# simple and easy country fried steak<knock your socks off>



## bubz_bluez (Nov 4, 2008)

1 1/4 cups floor put aside
add these spices to floor**

add 1 teaspoon season all
add 1 teaspoon broiling steak seasoning<mccormic>
2 light dashes of onion powder
3 light dashes of chili powder
1 light dash of parsly flakes or fresh if you got it
1 heavy dash of pepper
mix that in good with the floor

read directions carefully before starting**

now your ready to dip your steak into the egg milk mixture <2 or 3 eggs and just add a little milk to it and whisk it real good>
once you got your steak coated good with the egg and milk mixture put it into the flour and coat well. <its a good idea to have your skellet of oil hot before you coat the steak> you want it to cook kinda slow. some perfure to double dip the steak and you can if you want to.
but its just that simple. this was one of my first recipes hope you guys like it.
The type of steak you use is your call the best type i think to use is a thiner more tinderized steak.

bubz


----------



## vacat (Nov 9, 2008)

This looks similar to what my grandmother does to make country fried steak. I m gonna try your recipe and see if it works. Thank


----------



## cypressrider (Oct 7, 2008)

If you wanna make that recipe snap then add some saltine cracker crumbs to your flower. Coursely hand crushed.


----------



## bubz_bluez (Nov 4, 2008)

thats a good idea thanks for the tip 

bubz


----------



## chefboyofdees (Nov 11, 2007)

"...1 1/4 cups floor put aside
add these spices to floor...**""

"...put it into the floor and coat well..."

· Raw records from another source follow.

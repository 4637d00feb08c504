//! Error types for frame decoding.

use thiserror::Error;

/// Errors that can occur while decoding a camera frame.
///
/// A failed decode drops the frame; callers keep whatever buffer they
/// decoded previously.
#[derive(Debug, Clone, PartialEq, Eq, Error)]
pub enum FrameError {
    /// Frame dimensions cannot describe an NV21 image.
    #[error("Invalid dimensions {width}×{height}: {reason}")]
    InvalidDimensions {
        width: u32,
        height: u32,
        reason: String,
    },

    /// Byte count does not match `width * height * 3 / 2`.
    #[error("Frame size mismatch: expected {expected} bytes, got {actual}")]
    DimensionMismatch { expected: usize, actual: usize },
}

#[cfg(test)]
mod tests {
    use super::*;

    #[test]
    fn test_frame_error_display_invalid_dimensions() {
        let err = FrameError::InvalidDimensions {
            width: 3,
            height: 2,
            reason: "width must be even".to_string(),
        };
        assert_eq!(err.to_string(), "Invalid dimensions 3×2: width must be even");
    }

    #[test]
    fn test_frame_error_display_dimension_mismatch() {
        let err = FrameError::DimensionMismatch {
            expected: 6,
            actual: 4,
        };
        assert_eq!(
            err.to_string(),
            "Frame size mismatch: expected 6 bytes, got 4"
        );
    }
}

WHY would I add 1 1/4 cups FLOOR and put it aside and then add it to the FLOOR.

WHY would I put it into the FLOOR and coat well?

Does it matter what kind of FLOOR you use? i.e. Linoleum, Tile, Hardwood...or does it all taste the same? 

I'm not from the South and I don't pretend to know Southern cooking, but I've NEVER added my FLOOR to my cooking. I HAVE dropped some ON THE FLOOR, but I just threw it away. Is THAT the REAL secret to Southern cooking? :crazy:

(don't take life seriously...you wont get out of it alive anyway!) :talk:


----------



## teamfat (Nov 5, 2007)

Silly! It was supposed to be 'flower' as Cypressrider said. You know, roses, tulips, petunias.

Personally, in my cooking I often used this finely ground wheat ( usually ) product known as 'flour' - but that's just me :crazy:

mjb.


----------



## bubz_bluez (Nov 4, 2008)

if i made a typo or i said it in a funny way im sorry ill re-read my post and then go back and edit the post if i have to... i love this recipe it was one of my first creations... my gandma is the real southern cook... i just live in the south LOL

bubz


----------



## bubz_bluez (Nov 4, 2008)

i hope no one was silly enough to put anything on the floor... geez bad typo but funny!!

i fixed it and added a new tip to it...

bubz


----------